Alison Chen is a Los Angeles-based visual artist working with video, performance, photography, and text. She earned an MFA in Photography and Related Media from Parsons School for Design. She has exhibited in New York, Los Angeles, Beijing, and Marseilles and has been featured in the Beijing Design Festival, the Pingyao International Photography Festival, and the Dali International Photo Festival. She has also had the honor to study under the direction of Magnum photographer, Antoine D’Agata. Most recently, she attended the Wassaic Project as a family resident. She is currently represented by Stay Home Gallery in Paris, TN.

SHAWNÉ MICHAELAIN HOLLOWAY is a new media artist and poet. Known for using sound, video, and performance, HOLLOWAY shapes the rhetorics of technology and sexuality into tools for exposing structures of power. She has spoken and exhibited work internationally in spaces like the New Museum (NY), The Kitchen (NY), the Time-Based Art Festival at the Portland Institute for Contemporary Art (OR), Institute of Contemporary Arts (London), and the Museum of Contemporary Art Chicago (IL). SHAWNÉ is a 2020-21 Leslie-Lohman Museum of Art Queer Theatre & Performance Resident and is teaching across the New Arts Journalism and the Film, Video, New Media, and Animation departments at the School of the Art Institute of Chicago.

As an artist, Raymond Pinto mixes disciplines of movement and distills remnants of gestures that attend to non-locality. Most recently, they are concerned with a notion of bodilessness. Their research investigates the statehood of having no body. The transmogrification of internal experiences crystalizes to form critical choreographic dispositions rendering fragments of intimacy, abjection, and stick-to-it-iveness. Off the beat, Raymond enjoys DJing, cooking, and reading science fiction novels by Samuel R. Delany.

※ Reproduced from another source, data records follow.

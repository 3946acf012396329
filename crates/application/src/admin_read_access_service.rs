use std::future::Future;
use std::sync::Arc;

use palisade_core::{AppError, AppResult, NonEmptyString, TenantId};
use palisade_domain::{AdminAccessAuditEvent, AdminAccessStatus, TenantUser, TodoItem};
use tracing::{error, warn};

use crate::{AdminAuditQuery, AdminAuditRepository, ReadOnlyTenantStore, RoleService};

/// Role granted to operators allowed to read across tenants.
pub const DEFAULT_ADMIN_ROLE: &str = "DeploymentManagerAdmin";

/// Read-only view of one explicitly targeted tenant.
///
/// Handed to admin queries in place of the request tenant context. It only
/// exposes read operations.
#[derive(Clone)]
pub struct AdminReadScope {
    tenant_id: TenantId,
    store: Arc<dyn ReadOnlyTenantStore>,
}

impl AdminReadScope {
    /// Returns the targeted tenant.
    #[must_use]
    pub fn tenant_id(&self) -> &TenantId {
        &self.tenant_id
    }

    /// Lists users of the targeted tenant.
    pub async fn list_users(&self) -> AppResult<Vec<TenantUser>> {
        self.store.list_users(&self.tenant_id).await
    }

    /// Lists todos of the targeted tenant.
    pub async fn list_todos(&self) -> AppResult<Vec<TodoItem>> {
        self.store.list_todos(&self.tenant_id).await
    }
}

/// Audited escape hatch for support operators reading another tenant's data.
#[derive(Clone)]
pub struct AdminReadAccessService {
    role_service: Arc<dyn RoleService>,
    audit_repository: Arc<dyn AdminAuditRepository>,
    read_store: Arc<dyn ReadOnlyTenantStore>,
    admin_role: String,
}

impl AdminReadAccessService {
    /// Creates a new service from required dependencies.
    #[must_use]
    pub fn new(
        role_service: Arc<dyn RoleService>,
        audit_repository: Arc<dyn AdminAuditRepository>,
        read_store: Arc<dyn ReadOnlyTenantStore>,
        admin_role: impl Into<String>,
    ) -> Self {
        Self {
            role_service,
            audit_repository,
            read_store,
            admin_role: admin_role.into(),
        }
    }

    /// Runs `query` read-only against `target_tenant_id` on behalf of an operator.
    ///
    /// Validation failures are returned before any audit event. A role check
    /// failure records `Denied`. Otherwise `Attempting` is recorded before the
    /// query and `Success` or `Failed` after it. The query result is returned
    /// unaltered and query errors are propagated unchanged.
    pub async fn execute_read_only<T, F, Fut>(
        &self,
        actor_id: &str,
        target_tenant_id: &str,
        reason: &str,
        query: F,
    ) -> AppResult<T>
    where
        F: FnOnce(AdminReadScope) -> Fut + Send,
        Fut: Future<Output = AppResult<T>> + Send,
        T: Send,
    {
        let reason = NonEmptyString::new(reason).map_err(|_| {
            AppError::InvalidJustification(
                "a reason is required for administrative tenant access".to_owned(),
            )
        })?;
        let target_tenant_id = TenantId::new(target_tenant_id).map_err(|_| {
            AppError::Validation("target tenant id must not be empty".to_owned())
        })?;
        let actor_id = NonEmptyString::new(actor_id).map_err(|_| {
            AppError::AuthenticationRequired(
                "administrative tenant access requires an identified operator".to_owned(),
            )
        })?;

        if !self.is_admin(actor_id.as_str()).await? {
            self.record(AdminAccessAuditEvent::record(
                actor_id.clone(),
                target_tenant_id.clone(),
                reason,
                AdminAccessStatus::Denied,
            ))
            .await?;

            return Err(AppError::UnauthorizedAccess(format!(
                "subject '{}' is not allowed to read tenant '{target_tenant_id}'",
                actor_id.as_str()
            )));
        }

        self.record(AdminAccessAuditEvent::record(
            actor_id.clone(),
            target_tenant_id.clone(),
            reason.clone(),
            AdminAccessStatus::Attempting,
        ))
        .await?;

        let scope = AdminReadScope {
            tenant_id: target_tenant_id.clone(),
            store: self.read_store.clone(),
        };

        match query(scope).await {
            Ok(value) => {
                self.record(AdminAccessAuditEvent::record(
                    actor_id,
                    target_tenant_id,
                    reason,
                    AdminAccessStatus::Success,
                ))
                .await?;
                Ok(value)
            }
            Err(query_error) => {
                let failed = AdminAccessAuditEvent::failed(
                    actor_id,
                    target_tenant_id,
                    reason,
                    query_error.to_string(),
                );
                if let Err(audit_error) = self.record(failed).await {
                    error!(%audit_error, %query_error, "failed to audit admin query failure");
                }
                Err(query_error)
            }
        }
    }

    /// Lists administrative access audit events. Requires the admin role.
    pub async fn list_audit_events(
        &self,
        actor_id: &str,
        query: AdminAuditQuery,
    ) -> AppResult<Vec<AdminAccessAuditEvent>> {
        if !self.is_admin(actor_id).await? {
            return Err(AppError::UnauthorizedAccess(format!(
                "subject '{actor_id}' is not allowed to read the admin access audit log"
            )));
        }

        self.audit_repository
            .list_events(query.normalized())
            .await
    }

    async fn is_admin(&self, actor_id: &str) -> AppResult<bool> {
        if actor_id.trim().is_empty() {
            return Ok(false);
        }

        self.role_service
            .is_in_role(actor_id, self.admin_role.as_str())
            .await
    }

    async fn record(&self, event: AdminAccessAuditEvent) -> AppResult<()> {
        warn!(
            admin_user_id = event.admin_user_id().as_str(),
            target_tenant_id = %event.target_tenant_id(),
            reason = event.reason().as_str(),
            status = event.status().as_str(),
            error_detail = event.error_detail(),
            "admin tenant access"
        );

        self.audit_repository.append_event(event).await
    }
}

Marie Ségolène holds a BA in Creative Writing and a BFA in Intermedia Cyberarts from Concordia University (Canada). She completed her MFA in Performance from the School of the Art Institute of Chicago in 2019. Marie has exhibited work in the US, Canada, and Europe. In 2018, she took part in “Conversations in Contemporary Poetics,” curated by Jeffrey Grunthaner at Hauser & Wirth in New York City, and performed as part of the Performance and Noise Biennial: Tempting Failure in London. Her fifth artist publication, entitled Dehiscence (2018), was published with the support of Anteism. In 2020, Marie founded Arcadia, a series of fine dining experiences which took place in Texas, New York City, and Montreal and explored practices of radical hospitality and care, with performance interventions and intricate menus served in lush floral installations. Marie’s writing has been featured in The Wine Zine, Dinner Bell Magazine, and Desuetude Journal. Her first poetry manuscript, Yellow Berries, is set to come out in Summer 2021, designed and published by Grosse Fugue.

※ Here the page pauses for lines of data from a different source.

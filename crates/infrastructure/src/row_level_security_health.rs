use std::collections::{BTreeMap, BTreeSet};
use std::time::Duration;

use sqlx::PgPool;
use tracing::{error, info, warn};

/// Tables that must be protected by tenant row-level security.
pub const REQUIRED_RLS_TABLES: &[&str] = &["users", "todos"];

const REQUIRED_FUNCTIONS: &[&str] = &["set_current_tenant", "get_current_tenant"];
const ISOLATION_POLICY: &str = "tenant_isolation_policy";
const CHECK_TIMEOUT: Duration = Duration::from_secs(5);

/// Outcome of a row-level security verification.
#[derive(Debug, Clone, PartialEq, Eq)]
pub enum RlsHealth {
    /// Every required table is protected.
    Healthy(String),
    /// Protection cannot be confirmed yet.
    Degraded(String),
    /// Tenant data is not protected.
    Unhealthy(String),
}

impl RlsHealth {
    /// Returns whether the check passed.
    #[must_use]
    pub fn is_healthy(&self) -> bool {
        matches!(self, Self::Healthy(_))
    }

    /// Returns a stable status label.
    #[must_use]
    pub fn status(&self) -> &'static str {
        match self {
            Self::Healthy(_) => "healthy",
            Self::Degraded(_) => "degraded",
            Self::Unhealthy(_) => "unhealthy",
        }
    }

    /// Returns the human-readable detail.
    #[must_use]
    pub fn detail(&self) -> &str {
        match self {
            Self::Healthy(detail) | Self::Degraded(detail) | Self::Unhealthy(detail) => detail,
        }
    }
}

/// Catalog facts gathered from PostgreSQL.
#[derive(Debug, Clone, Default, PartialEq, Eq)]
struct RlsCatalog {
    functions: BTreeSet<String>,
    row_security_by_table: BTreeMap<String, bool>,
    tables_with_policy: BTreeSet<String>,
}

/// Verifies that tenant row-level security is installed and enabled.
#[derive(Clone)]
pub struct RowLevelSecurityHealthCheck {
    pool: PgPool,
}

impl RowLevelSecurityHealthCheck {
    /// Creates a health check over the provided pool.
    #[must_use]
    pub fn new(pool: PgPool) -> Self {
        Self { pool }
    }

    /// Runs the check. Never fails; problems are reported in the outcome.
    pub async fn check(&self) -> RlsHealth {
        let health = match tokio::time::timeout(CHECK_TIMEOUT, self.load_catalog()).await {
            Ok(Ok(catalog)) => evaluate(&catalog, REQUIRED_RLS_TABLES),
            Ok(Err(query_error)) => RlsHealth::Unhealthy(format!(
                "database error verifying row-level security: {query_error}"
            )),
            Err(_) => RlsHealth::Degraded(format!(
                "timed out after {}s verifying row-level security",
                CHECK_TIMEOUT.as_secs()
            )),
        };

        match &health {
            RlsHealth::Healthy(detail) => info!(detail = detail.as_str(), "rls health check passed"),
            RlsHealth::Degraded(detail) => warn!(detail = detail.as_str(), "rls health check degraded"),
            RlsHealth::Unhealthy(detail) => error!(detail = detail.as_str(), "rls health check failed"),
        }

        health
    }

    async fn load_catalog(&self) -> Result<RlsCatalog, sqlx::Error> {
        let functions = sqlx::query_scalar::<_, String>(
            r#"
            SELECT proname::TEXT
            FROM pg_proc
            WHERE proname = ANY($1)
            "#,
        )
        .bind(REQUIRED_FUNCTIONS)
        .fetch_all(&self.pool)
        .await?;

        let row_security = sqlx::query_as::<_, (String, bool)>(
            r#"
            SELECT tablename::TEXT, rowsecurity
            FROM pg_tables
            WHERE schemaname = 'public'
            "#,
        )
        .fetch_all(&self.pool)
        .await?;

        let tables_with_policy = sqlx::query_scalar::<_, String>(
            r#"
            SELECT DISTINCT tablename::TEXT
            FROM pg_policies
            WHERE schemaname = 'public' AND policyname = $1
            "#,
        )
        .bind(ISOLATION_POLICY)
        .fetch_all(&self.pool)
        .await?;

        Ok(RlsCatalog {
            functions: functions.into_iter().collect(),
            row_security_by_table: row_security.into_iter().collect(),
            tables_with_policy: tables_with_policy.into_iter().collect(),
        })
    }
}

fn evaluate(catalog: &RlsCatalog, required_tables: &[&str]) -> RlsHealth {
    let missing_functions: Vec<&str> = REQUIRED_FUNCTIONS
        .iter()
        .copied()
        .filter(|function| !catalog.functions.contains(*function))
        .collect();
    if !missing_functions.is_empty() {
        return RlsHealth::Unhealthy(format!(
            "row-level security functions missing: {}",
            missing_functions.join(", ")
        ));
    }

    let mut missing_tables = Vec::new();
    let mut disabled_tables = Vec::new();
    for table in required_tables {
        match catalog.row_security_by_table.get(*table) {
            None => missing_tables.push(*table),
            Some(false) => disabled_tables.push(*table),
            Some(true) => {}
        }
    }

    if !disabled_tables.is_empty() {
        return RlsHealth::Unhealthy(format!(
            "row-level security is not enabled on tables: {}",
            disabled_tables.join(", ")
        ));
    }

    let missing_policies: Vec<&str> = required_tables
        .iter()
        .copied()
        .filter(|table| catalog.row_security_by_table.contains_key(*table))
        .filter(|table| !catalog.tables_with_policy.contains(*table))
        .collect();
    if !missing_policies.is_empty() {
        return RlsHealth::Unhealthy(format!(
            "{ISOLATION_POLICY} missing on tables: {}",
            missing_policies.join(", ")
        ));
    }

    if !missing_tables.is_empty() {
        return RlsHealth::Degraded(format!(
            "tables not created yet: {}",
            missing_tables.join(", ")
        ));
    }

    RlsHealth::Healthy(format!(
        "row-level security enabled on {} tables: {}",
        required_tables.len(),
        required_tables.join(", ")
    ))
}

#[cfg(test)]
mod tests {
    use super::{REQUIRED_RLS_TABLES, RlsCatalog, RlsHealth, RowLevelSecurityHealthCheck, evaluate};
    use crate::test_support::test_pool;

    fn protected_catalog() -> RlsCatalog {
        RlsCatalog {
            functions: ["set_current_tenant", "get_current_tenant"]
                .into_iter()
                .map(str::to_owned)
                .collect(),
            row_security_by_table: [("users".to_owned(), true), ("todos".to_owned(), true)]
                .into_iter()
                .collect(),
            tables_with_policy: ["users", "todos"].into_iter().map(str::to_owned).collect(),
        }
    }

    #[test]
    fn fully_protected_catalog_is_healthy() {
        assert!(evaluate(&protected_catalog(), REQUIRED_RLS_TABLES).is_healthy());
    }

    #[test]
    fn missing_function_is_unhealthy() {
        let mut catalog = protected_catalog();
        catalog.functions.remove("get_current_tenant");

        let health = evaluate(&catalog, REQUIRED_RLS_TABLES);

        assert!(matches!(health, RlsHealth::Unhealthy(_)));
        assert!(health.detail().contains("get_current_tenant"));
    }

    #[test]
    fn disabled_row_security_is_unhealthy() {
        let mut catalog = protected_catalog();
        catalog.row_security_by_table.insert("todos".to_owned(), false);

        assert_eq!(
            evaluate(&catalog, REQUIRED_RLS_TABLES).status(),
            "unhealthy"
        );
    }

    #[test]
    fn missing_policy_is_unhealthy() {
        let mut catalog = protected_catalog();
        catalog.tables_with_policy.remove("users");

        let health = evaluate(&catalog, REQUIRED_RLS_TABLES);

        assert!(matches!(health, RlsHealth::Unhealthy(_)));
        assert!(health.detail().contains("users"));
    }

    #[test]
    fn tables_not_yet_created_are_degraded() {
        let mut catalog = protected_catalog();
        catalog.row_security_by_table.remove("todos");
        catalog.tables_with_policy.remove("todos");

        assert_eq!(evaluate(&catalog, REQUIRED_RLS_TABLES).status(), "degraded");
    }

    #[tokio::test]
    async fn migrated_database_is_healthy() {
        let Some(pool) = test_pool(2).await else {
            return;
        };

        let health = RowLevelSecurityHealthCheck::new(pool).check().await;

        assert!(health.is_healthy(), "unexpected rls health: {health:?}");
    }
}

Xirin is an Iranian, New York-based multidisciplinary artist whose work reclaims romantic tropes, emphasizing the ways idealistic notions of attachment cause pain. In her work (composed of performance, painting, video, and installation), she frequently uses the form of the duet to explore how larger social power structures locate themselves within intimate relationships. Through a series of autofiction, she investigates what it means to love men as a feminist within patriarchy. With her body often situated as the subject, Xirin’s work embraces intimacy, optimism, and romance as erotic, transgressive tools against social apathy. Recently, Xirin has performed at A.I.R. Gallery, the Jewish Museum‬, Knockdown Center‬, and Pioneer Works‬. Her writing is included in the permanent collection of the Museum of Fine Arts, Boston. Her work has been featured in publications such as Pitchfork, Vestoj, and PAPER magazine, and she has recently participated in artist residencies at A.I.R. Gallery and A-Z West: Institute of Investigative Living. Alongside Kembra Pfahler, Xirin frequently organizes performance art events in New York, known as Incarnata Social Club. She received her BA from Sarah Lawrence and her MFA from Columbia University. She currently teaches online courses such as “Cruel Idealism,” a film, art, and performance studies class that explores the performativity of optimism and the taboo of radical utopias.